14 “Then he said: ‘The God of our ancestors has chosen you to know his will and to see the Righteous One and to hear words from his mouth. 15 You will be his witness to all people of what you have seen and heard. 16 And now what are you waiting for? Get up, be baptized and wash your sins away, calling on his name.’
This is called evangelism. We share our story with others. Notice that evangelism is not the same as church growth, but they are related. Church growth requires that you knock on doors, or pass out fliers, or pay for advertising that will entice people to come to church. These are all ways of getting people who already know Christ to come to our church. But evangelism is being willing to talk to people who believe that they are victims of injustice and bigotry.
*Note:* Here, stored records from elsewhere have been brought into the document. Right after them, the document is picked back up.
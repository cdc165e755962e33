#![allow(dead_code)]

use covid_dash::data::loader::parse_csv;
use covid_dash::data::model::CovidData;
use covid_dash::data::schema::TableSchema;
use covid_dash::Dashboard;

pub const HISTORICAL_CSV: &str = "\
iso_code,continent,location,date,new_cases,new_cases_smoothed,total_cases,icu_patients_per_million,total_vaccinations_per_hundred,total_deaths_per_million
FRA,Europe,France,2021-01-02,120,105.5,220,3.1,,10.2
FRA,Europe,France,2021-01-01,100,,100,2.9,,10.0
DEU,Europe,Germany,2021-01-01,90,,90,,,5.0
DEU,Europe,Germany,2021-01-02,80,85.0,170,,0.5,5.1
JPN,Asia,Japan,2021-01-03,10,9.5,10,,,0.1
OWID_WRL,,World,2021-01-03,300,280.0,490,,,3.3
";

pub const LATEST_CSV: &str = "\
iso_code,continent,location,last_updated_date,total_cases,new_cases,new_cases_smoothed,gdp_per_capita
FRA,Europe,France,2021-01-02,220,120.0,105.5,38605.671
DEU,Europe,Germany,2021-01-02,170,80.0,85.0,45229.245
JPN,Asia,Japan,2021-01-03,10,10.0,9.5,39002.223
OWID_WRL,,World,2021-01-03,490,300.0,280.0,
";

pub fn data() -> CovidData {
    let historical = parse_csv("historical", HISTORICAL_CSV).unwrap();
    let latest = parse_csv("latest", LATEST_CSV).unwrap();
    TableSchema::historical().validate(&historical).unwrap();
    TableSchema::latest().validate(&latest).unwrap();
    CovidData { historical, latest }
}

pub fn dashboard() -> Dashboard {
    Dashboard::new(data()).unwrap()
}
use palette::{Hsl, IntoColor, Srgb};

// ---------------------------------------------------------------------------
// Fixed colours
// ---------------------------------------------------------------------------

/// Line colours of the four trend metrics, in plotting order.
pub const TREND_COLORS: [&str; 4] = [
    "rgb(67,67,67)",
    "rgb(115,115,115)",
    "rgb(49,130,189)",
    "rgb(189,189,189)",
];

/// Colour of the total-cases reference line.
pub const TOTAL_CASES_COLOR: &str = "red";

/// Plot and paper background of every chart.
pub const BACKGROUND: &str = "#D3D3D3";

// ---------------------------------------------------------------------------
// Color palette generator
// ---------------------------------------------------------------------------

/// Generates `n` visually distinct CSS colours using evenly spaced hues.
pub fn generate_palette(n: usize) -> Vec<String> {
    if n == 0 {
        return Vec::new();
    }
    (0..n)
        .map(|i| {
            let hue = (i as f32 / n as f32) * 360.0;
            let hsl = Hsl::new(hue, 0.75, 0.55);
            let rgb: Srgb = hsl.into_color();
            format!(
                "rgb({},{},{})",
                (rgb.red * 255.0) as u8,
                (rgb.green * 255.0) as u8,
                (rgb.blue * 255.0) as u8,
            )
        })
        .collect()
}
We share our stories about our savior who has transformed our lives.
Humankind suffers from all kinds of problems. It is tempting to think that these problems are caused by injustice and bigotry, and we are victims. This is false.
Our problems are caused by sin and we need a savior. We know this because Jesus is that savior and he has given us new life. We share our stories of new life with those who still believe that they are victims. We invite them into a relationship with our savior Jesus Christ. This is the spiritual practice of sharing your faith. Let’s pray.
Lord Jesus, we thank you for all that you have done for us. We thank you for the transformation to new life we have experienced. Give us opportunities to share our stories about the benefits of having you in our lives. This we pray in your glorious name. Amen.